• [EXERCISE PROMPT]: Going through the material below, please gather all lines with the word "Ordering" in them.

• [EXTRACTED INFORMATION]:
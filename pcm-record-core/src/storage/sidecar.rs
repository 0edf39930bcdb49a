use std::fs;
use std::path::{Path, PathBuf};

use crate::models::error::RecordError;
use crate::models::summary::SessionSummary;

/// Write the session summary as a JSON sidecar file.
///
/// Creates `{audio_path}.session.json` alongside the recording.
pub fn write_summary(summary: &SessionSummary, audio_path: &Path) -> Result<(), RecordError> {
    let json = serde_json::to_string_pretty(summary)
        .map_err(|e| RecordError::Storage(format!("failed to serialize session summary: {e}")))?;
    fs::write(sidecar_path(audio_path), json)
        .map_err(|e| RecordError::Storage(format!("failed to write session sidecar: {e}")))?;
    Ok(())
}

/// Read a session summary back from its JSON sidecar.
pub fn read_summary(audio_path: &Path) -> Result<SessionSummary, RecordError> {
    let json = fs::read_to_string(sidecar_path(audio_path))
        .map_err(|e| RecordError::Storage(format!("failed to read session sidecar: {e}")))?;
    serde_json::from_str(&json)
        .map_err(|e| RecordError::Storage(format!("failed to parse session sidecar: {e}")))
}

pub fn sidecar_path(audio_path: &Path) -> PathBuf {
    let mut os = audio_path.as_os_str().to_owned();
    os.push(".session.json");
    PathBuf::from(os)
}

#[cfg(test)]
mod tests {
    use super::*;
    use crate::models::config::RecordConfig;

    #[test]
    fn summary_round_trips_through_sidecar() {
        let audio_path = std::env::temp_dir().join("pcm_record_test_sidecar.pcm");
        let mut summary =
            SessionSummary::new(&RecordConfig::default(), &audio_path, Path::new("/tmp/ts.log"));
        summary.packets_written = 42;
        summary.bytes_written = 42 * 320;
        summary.frames_read = 42 * 160;
        summary.checksum = Some("ab".repeat(32));

        write_summary(&summary, &audio_path).unwrap();
        let back = read_summary(&audio_path).unwrap();
        assert_eq!(back, summary);

        fs::remove_file(sidecar_path(&audio_path)).ok();
    }
}
//! Scripted in-memory capture device for unit and scenario tests.

use std::collections::VecDeque;
use std::sync::atomic::{AtomicBool, AtomicUsize, Ordering};
use std::sync::Arc;

use crate::models::config::RecordConfig;
use crate::models::error::{DeviceErrorCode, RecordError};
use crate::traits::capture_device::{CaptureDevice, StreamTimestamp};

pub(crate) enum Step {
    /// One successful read delivering exactly these bytes.
    Chunk(Vec<u8>),
    /// One failed read carrying this device code.
    Fail(DeviceErrorCode),
}

/// Plays back a fixed script of reads, recording lifecycle calls so
/// tests can assert the device was started and released.
///
/// When the script runs out, the `on_exhausted` hook fires (tests use
/// it to cancel the session) and every further read fails with
/// `DeadObject`.
pub(crate) struct ScriptedDevice {
    steps: VecDeque<Step>,
    min_buffer: usize,
    opened_with: Arc<AtomicUsize>,
    started: Arc<AtomicBool>,
    stopped: Arc<AtomicBool>,
    timestamp: Option<StreamTimestamp>,
    deny_focus: bool,
    on_exhausted: Option<Box<dyn FnMut() + Send>>,
}

impl ScriptedDevice {
    pub(crate) fn new(min_buffer: usize) -> Self {
        Self {
            steps: VecDeque::new(),
            min_buffer,
            opened_with: Arc::new(AtomicUsize::new(0)),
            started: Arc::new(AtomicBool::new(false)),
            stopped: Arc::new(AtomicBool::new(false)),
            timestamp: None,
            deny_focus: false,
            on_exhausted: None,
        }
    }

    pub(crate) fn push_chunk(&mut self, bytes: Vec<u8>) {
        self.steps.push_back(Step::Chunk(bytes));
    }

    pub(crate) fn push_fail(&mut self, code: DeviceErrorCode) {
        self.steps.push_back(Step::Fail(code));
    }

    pub(crate) fn set_timestamp(&mut self, timestamp: StreamTimestamp) {
        self.timestamp = Some(timestamp);
    }

    pub(crate) fn deny_focus(&mut self) {
        self.deny_focus = true;
    }

    /// Hook invoked each time a read finds the script empty.
    pub(crate) fn on_exhausted(&mut self, hook: impl FnMut() + Send + 'static) {
        self.on_exhausted = Some(Box::new(hook));
    }

    pub(crate) fn opened_with(&self) -> Arc<AtomicUsize> {
        Arc::clone(&self.opened_with)
    }

    pub(crate) fn started_flag(&self) -> Arc<AtomicBool> {
        Arc::clone(&self.started)
    }

    pub(crate) fn stopped_flag(&self) -> Arc<AtomicBool> {
        Arc::clone(&self.stopped)
    }
}

impl CaptureDevice for ScriptedDevice {
    fn min_buffer_bytes(&self, _config: &RecordConfig) -> usize {
        self.min_buffer
    }

    fn open(&mut self, _config: &RecordConfig, buffer_bytes: usize) -> Result<(), RecordError> {
        self.opened_with.store(buffer_bytes, Ordering::SeqCst);
        Ok(())
    }

    fn request_focus(&mut self) -> Result<(), RecordError> {
        if self.deny_focus {
            Err(RecordError::FocusDenied)
        } else {
            Ok(())
        }
    }

    fn start(&mut self) -> Result<(), RecordError> {
        self.started.store(true, Ordering::SeqCst);
        Ok(())
    }

    fn read(&mut self, buf: &mut [u8]) -> Result<usize, RecordError> {
        match self.steps.pop_front() {
            Some(Step::Chunk(bytes)) => {
                assert!(
                    bytes.len() <= buf.len(),
                    "scripted chunk larger than the unfilled packet region"
                );
                buf[..bytes.len()].copy_from_slice(&bytes);
                Ok(bytes.len())
            }
            Some(Step::Fail(code)) => Err(RecordError::DeviceRead(code)),
            None => {
                if let Some(hook) = self.on_exhausted.as_mut() {
                    hook();
                }
                Err(RecordError::DeviceRead(DeviceErrorCode::DeadObject))
            }
        }
    }

    fn timestamp(&self) -> Option<StreamTimestamp> {
        self.timestamp
    }

    fn stop(&mut self) {
        self.stopped.store(true, Ordering::SeqCst);
    }
}
pub mod packet;
pub mod reader;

• [ANSWER SECTION]:
use std::sync::atomic::{AtomicBool, AtomicUsize, Ordering};
        self.opened_with.store(buffer_bytes, Ordering::SeqCst);
        self.started.store(true, Ordering::SeqCst);
        self.stopped.store(true, Ordering::SeqCst);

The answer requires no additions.